There will always be skeptics and there will always be conspiracy theorists among us.
The latest to raise their heads are those who claim that the terrorist attacks on the World Trade Center almost five years ago were either engineered or allowed to happen by the U.S. government as a ruse for starting a war in the Middle East.
A Milwaukee man, who belongs to an organization called Scholars for 9/11 Truth, has a bumper sticker on his car that reads, "9-11 – The Big Lie."
Every major event creates enough doubting space for those who are always looking under beds. There were those who believed that President Franklin Roosevelt either caused or allowed the bombing of Pearl Harbor to happen in 1941 because he wanted the country to be pulled into World War II.

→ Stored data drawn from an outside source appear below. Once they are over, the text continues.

use std::collections::HashSet;

use chrono::{DateTime, Utc};
use futures::future;

use crate::config::EngineConfig;
use crate::giveaway::membership::MembershipOracle;
use crate::giveaway::models::{ChatRef, ChatResult, MembershipState, Verdict};

// Turns the required chat list into a verdict. Short lists are resolved
// concurrently; long ones fall back to a sequential scan that stops at
// the first blocking chat, so a giveaway with many sponsors does not
// burn API calls on a user who already failed the second chat.
pub struct EligibilityEvaluator {
    oracle: MembershipOracle,
    parallel_limit: usize,
}

impl EligibilityEvaluator {
    pub fn new(oracle: MembershipOracle, config: &EngineConfig) -> Self {
        EligibilityEvaluator {
            oracle,
            parallel_limit: config.parallel_check_limit,
        }
    }

    pub async fn evaluate(
        &self,
        giveaway_id: i64,
        user_id: i64,
        required: &[ChatRef],
        checked_at: DateTime<Utc>,
    ) -> Verdict {
        let chats = dedup_chats(required);
        let results = if chats.len() <= self.parallel_limit {
            self.resolve_all(&chats, user_id).await
        } else {
            self.resolve_until_blocked(&chats, user_id).await
        };
        Verdict::from_results(giveaway_id, user_id, results, checked_at)
    }

    async fn resolve_all(&self, chats: &[ChatRef], user_id: i64) -> Vec<ChatResult> {
        let lookups = chats.iter().map(|chat| self.oracle.resolve(chat, user_id));
        let states = future::join_all(lookups).await;
        chats
            .iter()
            .cloned()
            .zip(states)
            .map(|(chat, state)| ChatResult { chat, state })
            .collect()
    }

    // The sequential path. The scan stops at the first chat that did not
    // answer with a membership, unresolved chats included: whatever comes
    // later cannot change the first blocker, so the remaining oracle
    // calls are skipped.
    async fn resolve_until_blocked(&self, chats: &[ChatRef], user_id: i64) -> Vec<ChatResult> {
        let mut results = Vec::with_capacity(chats.len());
        for chat in chats {
            let state = self.oracle.resolve(chat, user_id).await;
            let blocked = state != MembershipState::Member;
            results.push(ChatResult {
                chat: chat.clone(),
                state,
            });
            if blocked {
                break;
            }
        }
        results
    }
}

// Keeps the first occurrence of every chat, in the submitted order.
fn dedup_chats(required: &[ChatRef]) -> Vec<ChatRef> {
    let mut seen = HashSet::new();
    required
        .iter()
        .filter(|chat| seen.insert((*chat).clone()))
        .cloned()
        .collect()
}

We still read today about those who believe the Holocaust — the attempted extermination of the Jews by the Nazis — was a hoax, and the pictures of concentration camp survivors was Hollywood-generated theater. A certain percentage of Americans didn't believe that Neil Armstrong really walked on the moon in 1969 but was actually doing it on the back lot of a motion picture studio.
The Sept. 11, 2001, skeptics have gained headlines because Kevin Barrett, a University of Wisconsin faculty member, has said he plans to include conspiracy theories in a class he is teaching on Islam.
While we acknowledge every citizen's First Amendment right of freedom of speech, we also claim ours. And our opinion remains steadfast that it was a terrorist attack that brought the towers down.
The conspiracy theorists claim, in part, that the twin towers collapsed because of internal explosions and not as a result of the hijacked airlines plowing into them. To back this contention, they say the government deliberately reacted slowly to the reports of hijacked planes.
U.S. government actions following 9/11 certainly fall into a political minefield with the ongoing war in Iraq and Afghanistan. And there will always be challenges to government explanations of the cause of major events.
One 18-year-old man, who just graduated from high school and enlisted with the skeptics, told the Milwaukee Journal Sentinel, "It's a lot to swallow. It's definitely something people would rather not hear about."